前回GP,GAとSAの区別があることを話しました。ここでは、その違いをRAMS認証という視点で話します。GPはGeneric Productの略で、装置のLRUを言います。LRUとはLine replaceable unitの略で交換できる最小単位と覚えると良いでしょう。イメージするとユニット/ボード(実装された基板)がGPに相当します。OSやドライバーなどもGPとして認証を取ることも可能です。

GAはGPを組み合わせた共通(基本)装置です。例えば、複数の基板を実装したブロックとブロックを動かすためのOS,ドライバーとアプリケーションソフトで作られた一つの基本装置です。

SAは基本装置を使って製品納入する為のデータを入れた、その製品そのものです。

最終製品は複数のLRUからなり、それに基本製品のアプリケーションを載せて、それに、最終製品用のデータを載せるというピラミッド構造を想定しています。なので、RAMS認証を取るときには、GPやGAでハード上とソフトのヴァージョンが記載されて弄ることができません。SAではデータのみが対象になります。かといって、現実はそのようになることは稀です。顧客の要求は顧客個々にみんな違います。それをすべてデータで対応するというのは理想ですが、現実的にはまず無理でしょう。

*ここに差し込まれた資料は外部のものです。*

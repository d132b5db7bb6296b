//! Multi-query tool.

use std::collections::BTreeMap;

use async_trait::async_trait;
use rmcp::model::CallToolResult;
use schemars::JsonSchema;
use serde::{Deserialize, Serialize};
use tracing::info;

use super::{FlureeClient, downstream_result};
use crate::core::session::BackendTarget;
use crate::domains::tools::definitions::common::error_result;
use crate::domains::tools::handlers::ToolDefinition;
use crate::domains::tools::validation::{Validate, Violations};

/// One named query inside a multi-query request.
#[derive(Debug, Clone, Serialize, Deserialize, JsonSchema)]
pub struct NamedQuery {
    #[serde(default = "default_select")]
    pub select: Vec<String>,

    #[serde(default = "default_from")]
    pub from: String,
}

/// Parameters for the multi-query tool.
#[derive(Debug, Clone, Deserialize, JsonSchema)]
pub struct FlureeMultiQueryParams {
    /// Queries keyed by the name their result is returned under.
    #[serde(default = "default_queries")]
    pub queries: BTreeMap<String, NamedQuery>,
}

fn default_select() -> Vec<String> {
    vec!["*".to_string()]
}

fn default_from() -> String {
    "_collection".to_string()
}

fn default_queries() -> BTreeMap<String, NamedQuery> {
    BTreeMap::from([
        (
            "query1".to_string(),
            NamedQuery { select: default_select(), from: "_collection".to_string() },
        ),
        (
            "query2".to_string(),
            NamedQuery { select: default_select(), from: "_predicate".to_string() },
        ),
    ])
}

impl Validate for FlureeMultiQueryParams {
    fn validate(&self, v: &mut Violations) {
        v.non_empty("queries", self.queries.len());
        for (name, query) in &self.queries {
            v.non_empty(&format!("queries.{name}.select"), query.select.len());
            v.non_empty(&format!("queries.{name}.from"), query.from.trim().len());
        }
    }
}

/// Sends several FlureeQL queries in a single request.
#[derive(Debug, Clone)]
pub struct FlureeMultiQueryTool {
    client: FlureeClient,
}

impl FlureeMultiQueryTool {
    pub fn new(client: FlureeClient) -> Self {
        Self { client }
    }
}

#[async_trait]
impl ToolDefinition for FlureeMultiQueryTool {
    const NAME: &'static str = "flureeMultiQueryTool";
    const TITLE: &'static str = "Fluree Multi-Query Tool";
    const DESCRIPTION: &'static str =
        "Sends multiple FlureeQL queries in a single request to the multi-query endpoint.";

    type Params = FlureeMultiQueryParams;

    async fn execute(
        &self,
        params: FlureeMultiQueryParams,
        target: &BackendTarget,
    ) -> CallToolResult {
        info!("Running {} queries", params.queries.len());
        let body = match serde_json::to_value(&params.queries) {
            Ok(body) => body,
            Err(e) => return error_result(&format!("Invalid queries: {e}")),
        };
        let outcome = self.client.post(&target.ledger_url("multi-query"), Some(&body)).await;
        downstream_result("Fluree Multi-Query Result", outcome)
    }
}
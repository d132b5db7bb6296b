//! FlureeQL query tool.

use async_trait::async_trait;
use rmcp::model::CallToolResult;
use schemars::JsonSchema;
use serde::Deserialize;
use serde_json::json;
use tracing::info;

use super::{FlureeClient, downstream_result};
use crate::core::session::BackendTarget;
use crate::domains::tools::handlers::ToolDefinition;
use crate::domains::tools::validation::{Validate, Violations};

/// Parameters for the query tool.
#[derive(Debug, Clone, Deserialize, JsonSchema)]
#[serde(rename_all = "camelCase")]
pub struct FlureeQueryParams {
    /// Predicates to select (default: `["*"]`).
    #[serde(default = "default_select")]
    pub select_fields: Vec<String>,

    /// Collection to select from (default: `_collection`).
    #[serde(default = "default_collection")]
    pub from_collection: String,
}

fn default_select() -> Vec<String> {
    vec!["*".to_string()]
}

fn default_collection() -> String {
    "_collection".to_string()
}

impl Validate for FlureeQueryParams {
    fn validate(&self, v: &mut Violations) {
        v.non_empty("selectFields", self.select_fields.len());
        v.non_empty("fromCollection", self.from_collection.trim().len());
    }
}

/// Runs a basic FlureeQL select against the session's ledger.
#[derive(Debug, Clone)]
pub struct FlureeQueryTool {
    client: FlureeClient,
}

impl FlureeQueryTool {
    pub fn new(client: FlureeClient) -> Self {
        Self { client }
    }
}

#[async_trait]
impl ToolDefinition for FlureeQueryTool {
    const NAME: &'static str = "flureeQueryTool";
    const TITLE: &'static str = "Fluree Query Tool";
    const DESCRIPTION: &'static str =
        "Queries Fluree database to select collections or other data using FlureeQL syntax.";

    type Params = FlureeQueryParams;

    async fn execute(&self, params: FlureeQueryParams, target: &BackendTarget) -> CallToolResult {
        info!("Querying {}/{}", target.namespace, target.dataset);
        let body = json!({
            "select": params.select_fields,
            "from": params.from_collection,
        });
        let outcome = self.client.post(&target.ledger_url("query"), Some(&body)).await;
        downstream_result("Fluree Query Result", outcome)
    }
}
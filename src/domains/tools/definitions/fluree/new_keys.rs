//! Key generation tool.

use async_trait::async_trait;
use rmcp::model::CallToolResult;
use schemars::JsonSchema;
use serde::Deserialize;
use serde_json::{Value, json};
use tracing::info;

use super::FlureeClient;
use crate::core::session::BackendTarget;
use crate::domains::tools::definitions::common::{error_result, structured_content, success_result};
use crate::domains::tools::handlers::ToolDefinition;
use crate::domains::tools::validation::Validate;

/// HTTP method used to call `new-keys`.
#[derive(Debug, Clone, Copy, Default, PartialEq, Eq, Deserialize, JsonSchema)]
#[serde(rename_all = "UPPERCASE")]
pub enum KeyRequestMethod {
    Get,
    #[default]
    Post,
}

/// Parameters for the key generation tool.
#[derive(Debug, Clone, Deserialize, JsonSchema)]
pub struct FlureeNewKeysParams {
    /// `GET` or `POST` (default: `POST`).
    #[serde(default)]
    pub method: KeyRequestMethod,
}

impl Validate for FlureeNewKeysParams {}

/// Fetches a new public key, private key and auth id from Fluree.
#[derive(Debug, Clone)]
pub struct FlureeNewKeysTool {
    client: FlureeClient,
}

impl FlureeNewKeysTool {
    pub fn new(client: FlureeClient) -> Self {
        Self { client }
    }

    fn describe_keys(data: &Value) -> String {
        let field = |name: &str| data.get(name).and_then(Value::as_str).unwrap_or("<missing>");
        format!(
            "Successfully fetched keys from Fluree: {}\nPrivate Key: {}\nAuth-ID: {}",
            field("public"),
            field("private"),
            field("account-id"),
        )
    }
}

#[async_trait]
impl ToolDefinition for FlureeNewKeysTool {
    const NAME: &'static str = "flureeNewKeysTool";
    const TITLE: &'static str = "Fluree New Keys Tool";
    const DESCRIPTION: &'static str =
        "Fetches a new public key, private key, and auth-id from Fluree.";

    type Params = FlureeNewKeysParams;

    async fn execute(&self, params: FlureeNewKeysParams, target: &BackendTarget) -> CallToolResult {
        let url = target.server_url("new-keys");
        info!("Requesting new keys with {:?}", params.method);
        let outcome = match params.method {
            KeyRequestMethod::Get => self.client.get(&url).await,
            KeyRequestMethod::Post => self.client.post(&url, Some(&json!({}))).await,
        };
        match outcome {
            Ok(data) => {
                let mut result = success_result(Self::describe_keys(&data));
                result.structured_content = Some(structured_content(data));
                result
            }
            Err(e) => error_result(&format!("Failed to fetch keys: {e}")),
        }
    }
}
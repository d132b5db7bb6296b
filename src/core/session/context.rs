//! Connection context resolution.
//!
//! Every tool call runs against one Fluree target, identified by the triple
//! `endpoint` / `namespace` / `dataset`. The values can arrive through
//! several channels and are layered field by field: transport headers, then
//! query parameters, then the request body's `params` object, then the value
//! a session already resolved earlier, then the process-wide defaults.

use std::collections::HashMap;
use std::fmt;

use serde::{Deserialize, Serialize};
use serde_json::{Map, Value};

/// One of the three fields that make up a connection context.
#[derive(Debug, Clone, Copy, PartialEq, Eq, Hash, Serialize, Deserialize)]
#[serde(rename_all = "lowercase")]
pub enum ContextField {
    Endpoint,
    Namespace,
    Dataset,
}

impl ContextField {
    /// All fields, in reporting order.
    pub const ALL: [ContextField; 3] = [Self::Endpoint, Self::Namespace, Self::Dataset];

    pub fn as_str(&self) -> &'static str {
        match self {
            Self::Endpoint => "endpoint",
            Self::Namespace => "namespace",
            Self::Dataset => "dataset",
        }
    }

    /// Header names accepted for this field (lowercase). Fluree's own
    /// vocabulary (`dburl`, `network`, `ledger`) is accepted as an alias.
    pub fn header_names(&self) -> &'static [&'static str] {
        match self {
            Self::Endpoint => &["endpoint", "dburl"],
            Self::Namespace => &["namespace", "network"],
            Self::Dataset => &["dataset", "ledger"],
        }
    }

    /// Keys accepted in the query string and in the body `params` object.
    pub fn param_names(&self) -> &'static [&'static str] {
        match self {
            Self::Endpoint => &["endpoint", "dbUrl"],
            Self::Namespace => &["namespace", "network"],
            Self::Dataset => &["dataset", "ledger"],
        }
    }
}

impl fmt::Display for ContextField {
    fn fmt(&self, f: &mut fmt::Formatter<'_>) -> fmt::Result {
        f.write_str(self.as_str())
    }
}

/// Join field names for error messages (`"namespace, dataset"`).
pub fn join_fields(fields: &[ContextField]) -> String {
    fields
        .iter()
        .map(ContextField::as_str)
        .collect::<Vec<_>>()
        .join(", ")
}

/// A possibly incomplete connection context.
#[derive(Debug, Clone, Default, PartialEq, Eq, Serialize, Deserialize)]
pub struct ConnectionContext {
    pub endpoint: Option<String>,
    pub namespace: Option<String>,
    pub dataset: Option<String>,
}

impl ConnectionContext {
    /// Build a context, treating empty strings as unset.
    pub fn new(
        endpoint: Option<impl Into<String>>,
        namespace: Option<impl Into<String>>,
        dataset: Option<impl Into<String>>,
    ) -> Self {
        Self {
            endpoint: endpoint.and_then(|v| normalize(v.into())),
            namespace: namespace.and_then(|v| normalize(v.into())),
            dataset: dataset.and_then(|v| normalize(v.into())),
        }
    }

    pub fn get(&self, field: ContextField) -> Option<&str> {
        match field {
            ContextField::Endpoint => self.endpoint.as_deref(),
            ContextField::Namespace => self.namespace.as_deref(),
            ContextField::Dataset => self.dataset.as_deref(),
        }
    }

    fn slot_mut(&mut self, field: ContextField) -> &mut Option<String> {
        match field {
            ContextField::Endpoint => &mut self.endpoint,
            ContextField::Namespace => &mut self.namespace,
            ContextField::Dataset => &mut self.dataset,
        }
    }

    pub fn is_empty(&self) -> bool {
        ContextField::ALL.iter().all(|f| self.get(*f).is_none())
    }

    /// Fields that are still unset, in reporting order.
    pub fn missing_fields(&self) -> Vec<ContextField> {
        ContextField::ALL
            .into_iter()
            .filter(|f| self.get(*f).is_none())
            .collect()
    }

    /// Field-wise: keep this context's value when set, otherwise take
    /// `lower`'s.
    pub fn or(mut self, lower: &ConnectionContext) -> Self {
        for field in ContextField::ALL {
            let slot = self.slot_mut(field);
            if slot.is_none() {
                *slot = lower.get(field).map(str::to_string);
            }
        }
        self
    }

    /// Overwrite fields with the non-empty values of `update`. Unset fields
    /// in `update` never clear a value.
    pub fn merge(&mut self, update: &ConnectionContext) {
        for field in ContextField::ALL {
            if let Some(value) = update.get(field) {
                *self.slot_mut(field) = Some(value.to_string());
            }
        }
    }

    /// Extract the values supplied by a single request, before any session
    /// or default fallback.
    pub fn from_request(metadata: &TransportMetadata, params: Option<&Map<String, Value>>) -> Self {
        let mut ctx = Self::default();
        for field in ContextField::ALL {
            *ctx.slot_mut(field) = metadata
                .header_value(field)
                .or_else(|| metadata.query_value(field))
                .or_else(|| params.and_then(|p| body_value(p, field)));
        }
        ctx
    }

    /// Convert into a complete target, or report which fields are missing.
    pub fn complete(&self) -> Result<BackendTarget, Vec<ContextField>> {
        match (&self.endpoint, &self.namespace, &self.dataset) {
            (Some(endpoint), Some(namespace), Some(dataset)) => Ok(BackendTarget {
                endpoint: endpoint.clone(),
                namespace: namespace.clone(),
                dataset: dataset.clone(),
            }),
            _ => Err(self.missing_fields()),
        }
    }
}

/// A complete connection context, handed to tool handlers by value.
#[derive(Debug, Clone, PartialEq, Eq, Serialize, Deserialize)]
pub struct BackendTarget {
    pub endpoint: String,
    pub namespace: String,
    pub dataset: String,
}

impl BackendTarget {
    /// URL of a ledger-scoped Fluree action, e.g. `{endpoint}/fdb/{ns}/{ds}/query`.
    pub fn ledger_url(&self, action: &str) -> String {
        format!(
            "{}/fdb/{}/{}/{}",
            self.endpoint.trim_end_matches('/'),
            self.namespace,
            self.dataset,
            action
        )
    }

    /// URL of a server-scoped Fluree action, e.g. `{endpoint}/fdb/nw-state`.
    pub fn server_url(&self, action: &str) -> String {
        format!("{}/fdb/{}", self.endpoint.trim_end_matches('/'), action)
    }
}

impl From<BackendTarget> for ConnectionContext {
    fn from(target: BackendTarget) -> Self {
        Self {
            endpoint: Some(target.endpoint),
            namespace: Some(target.namespace),
            dataset: Some(target.dataset),
        }
    }
}

/// Transport-level request metadata: headers and query parameters.
///
/// Header names are stored lowercase so lookups are case-insensitive.
#[derive(Debug, Clone, Default)]
pub struct TransportMetadata {
    headers: HashMap<String, String>,
    query: HashMap<String, String>,
}

impl TransportMetadata {
    pub fn new() -> Self {
        Self::default()
    }

    pub fn with_header(mut self, name: impl AsRef<str>, value: impl Into<String>) -> Self {
        self.insert_header(name, value);
        self
    }

    pub fn insert_header(&mut self, name: impl AsRef<str>, value: impl Into<String>) {
        self.headers
            .insert(name.as_ref().to_ascii_lowercase(), value.into());
    }

    pub fn with_query(mut self, name: impl Into<String>, value: impl Into<String>) -> Self {
        self.query.insert(name.into(), value.into());
        self
    }

    /// Parse a raw `a=1&b=2` query string. Malformed input yields no
    /// parameters rather than an error.
    pub fn with_query_string(mut self, raw: &str) -> Self {
        if let Ok(pairs) = serde_urlencoded::from_str::<Vec<(String, String)>>(raw) {
            self.query.extend(pairs);
        }
        self
    }

    pub fn header(&self, name: &str) -> Option<&str> {
        self.headers
            .get(&name.to_ascii_lowercase())
            .map(String::as_str)
    }

    fn header_value(&self, field: ContextField) -> Option<String> {
        field
            .header_names()
            .iter()
            .find_map(|name| self.headers.get(*name).cloned().and_then(normalize))
    }

    fn query_value(&self, field: ContextField) -> Option<String> {
        field
            .param_names()
            .iter()
            .find_map(|name| self.query.get(*name).cloned().and_then(normalize))
    }
}

fn body_value(params: &Map<String, Value>, field: ContextField) -> Option<String> {
    field
        .param_names()
        .iter()
        .find_map(|name| {
            params
                .get(*name)
                .and_then(Value::as_str)
                .and_then(|v| normalize(v.to_string()))
        })
}

fn normalize(value: String) -> Option<String> {
    let trimmed = value.trim();
    if trimmed.is_empty() {
        None
    } else if trimmed.len() == value.len() {
        Some(value)
    } else {
        Some(trimmed.to_string())
    }
}

/// Outcome of resolving a request's context.
#[derive(Debug, Clone, PartialEq, Eq)]
pub struct Resolution {
    pub context: ConnectionContext,
    /// Unset fields, in the order `endpoint, namespace, dataset`.
    pub missing: Vec<ContextField>,
}

impl Resolution {
    pub fn is_complete(&self) -> bool {
        self.missing.is_empty()
    }
}

/// Resolve the connection context for one request.
///
/// Pure: first non-empty value wins per field, in the order header, query
/// parameter, body parameter, `previous`, `defaults`.
pub fn resolve(
    metadata: &TransportMetadata,
    params: Option<&Map<String, Value>>,
    previous: Option<&ConnectionContext>,
    defaults: &ConnectionContext,
) -> Resolution {
    let mut context = ConnectionContext::from_request(metadata, params);
    if let Some(previous) = previous {
        context = context.or(previous);
    }
    let context = context.or(defaults);
    let missing = context.missing_fields();
    Resolution { context, missing }
}
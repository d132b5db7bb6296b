//! Network status tool.

use async_trait::async_trait;
use rmcp::model::CallToolResult;
use schemars::JsonSchema;
use serde::Deserialize;
use tracing::info;

use super::{FlureeClient, downstream_result};
use crate::core::session::BackendTarget;
use crate::domains::tools::handlers::ToolDefinition;
use crate::domains::tools::validation::Validate;

/// The network status tool takes no parameters.
#[derive(Debug, Clone, Default, Deserialize, JsonSchema)]
pub struct NoParams {}

impl Validate for NoParams {}

/// Reports raft state, servers, ledgers and queued transactions.
#[derive(Debug, Clone)]
pub struct FlureeNetworkStatusTool {
    client: FlureeClient,
}

impl FlureeNetworkStatusTool {
    pub fn new(client: FlureeClient) -> Self {
        Self { client }
    }
}

#[async_trait]
impl ToolDefinition for FlureeNetworkStatusTool {
    const NAME: &'static str = "flureeNetworkStatus";
    const TITLE: &'static str = "Fluree Network Status Tool";
    const DESCRIPTION: &'static str =
        "Retrieves the current status of the Fluree network including raft state, list of servers, ledgers, and queued transactions.";

    type Params = NoParams;

    async fn execute(&self, _params: NoParams, target: &BackendTarget) -> CallToolResult {
        info!("Fetching network status from {}", target.endpoint);
        let outcome = self.client.post(&target.server_url("nw-state"), None).await;
        downstream_result("Fluree Network Status", outcome)
    }
}
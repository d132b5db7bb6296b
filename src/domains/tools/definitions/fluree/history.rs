//! Subject history tool.

use async_trait::async_trait;
use rmcp::model::CallToolResult;
use schemars::JsonSchema;
use serde::Deserialize;
use serde_json::json;
use tracing::info;

use super::{FlureeClient, downstream_result};
use crate::core::session::BackendTarget;
use crate::domains::tools::handlers::ToolDefinition;
use crate::domains::tools::validation::{Validate, Violations};

/// Parameters for the history tool.
#[derive(Debug, Clone, Deserialize, JsonSchema)]
pub struct FlureeHistoryParams {
    /// Subject identity, e.g. `["person/handle", "zsmith"]`.
    #[serde(default = "default_history")]
    pub history: Vec<String>,

    /// Block to read history at (default: 4).
    #[schemars(range(min = 1))]
    #[serde(default = "default_block")]
    pub block: i64,
}

fn default_history() -> Vec<String> {
    vec!["person/handle".to_string(), "zsmith".to_string()]
}

fn default_block() -> i64 {
    4
}

impl Validate for FlureeHistoryParams {
    fn validate(&self, v: &mut Violations) {
        v.non_empty("history", self.history.len());
        v.min("block", self.block, 1);
    }
}

/// Queries the history of one subject.
#[derive(Debug, Clone)]
pub struct FlureeHistoryTool {
    client: FlureeClient,
}

impl FlureeHistoryTool {
    pub fn new(client: FlureeClient) -> Self {
        Self { client }
    }
}

#[async_trait]
impl ToolDefinition for FlureeHistoryTool {
    const NAME: &'static str = "flureeHistoryQueryTool";
    const TITLE: &'static str = "Fluree History Query Tool";
    const DESCRIPTION: &'static str =
        "Queries the history of a specific entity from the Fluree database.";

    type Params = FlureeHistoryParams;

    async fn execute(&self, params: FlureeHistoryParams, target: &BackendTarget) -> CallToolResult {
        let subject = params.history.join(", ");
        info!("Fetching history of {} at block {}", subject, params.block);
        let body = json!({ "history": params.history, "block": params.block });
        let outcome = self.client.post(&target.ledger_url("history"), Some(&body)).await;
        downstream_result(
            &format!("Fluree History Query Result for {subject} at Block {}", params.block),
            outcome,
        )
    }
}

GPはそうそう変更することはないでしょう。GAは殆どのケースで変更が入ると思います。SAは100%変わるでしょう。SAは前回お話ししましたが、毎回、ISAが入るのでSAでの変更は問題ありません。GAを変更すれば、再度認証機関からそのヴァージョンの認証を受けなければなりません。

では、実態はどうなっているのでしょうか?いくつか注意点があります。また後でも説明すると思いますが、RAMSは設計時の決まり事なので、第三者が認証しようがしまいが、やることは変わりません。すなわち、認証を取得してからの変更は設計企業が責任をもって守る事柄です。言い換えると、毎回認証を取得する必要はないという事です。まあ、一年に一回更新するくらいでも大きな問題ではないでしょう。ただ、ヴァージョンが認証書と異なる場合は更新した認証書を更新て持ってくるようにと顧客が言うこともあります。その時は正しく行った証拠、この場合は、Safety Caseを見せれば、ISAは問題なくヴァージョンを更新してくれます。

もう一方の注意点ですが、RAMSは安全装置の規格です。通常、安全部分はそれほど頻繁に変わるものではありません。言い換えると、顧客要求の殆どがサービス系の非安全関連の部分です。したがって、非安全管理部分の変更が安全関連部分に影響しないような構成であれば、変更認証もあまり恐れることはありません。開発時にはこのような視点をいれて開発すると将来非常に楽になります。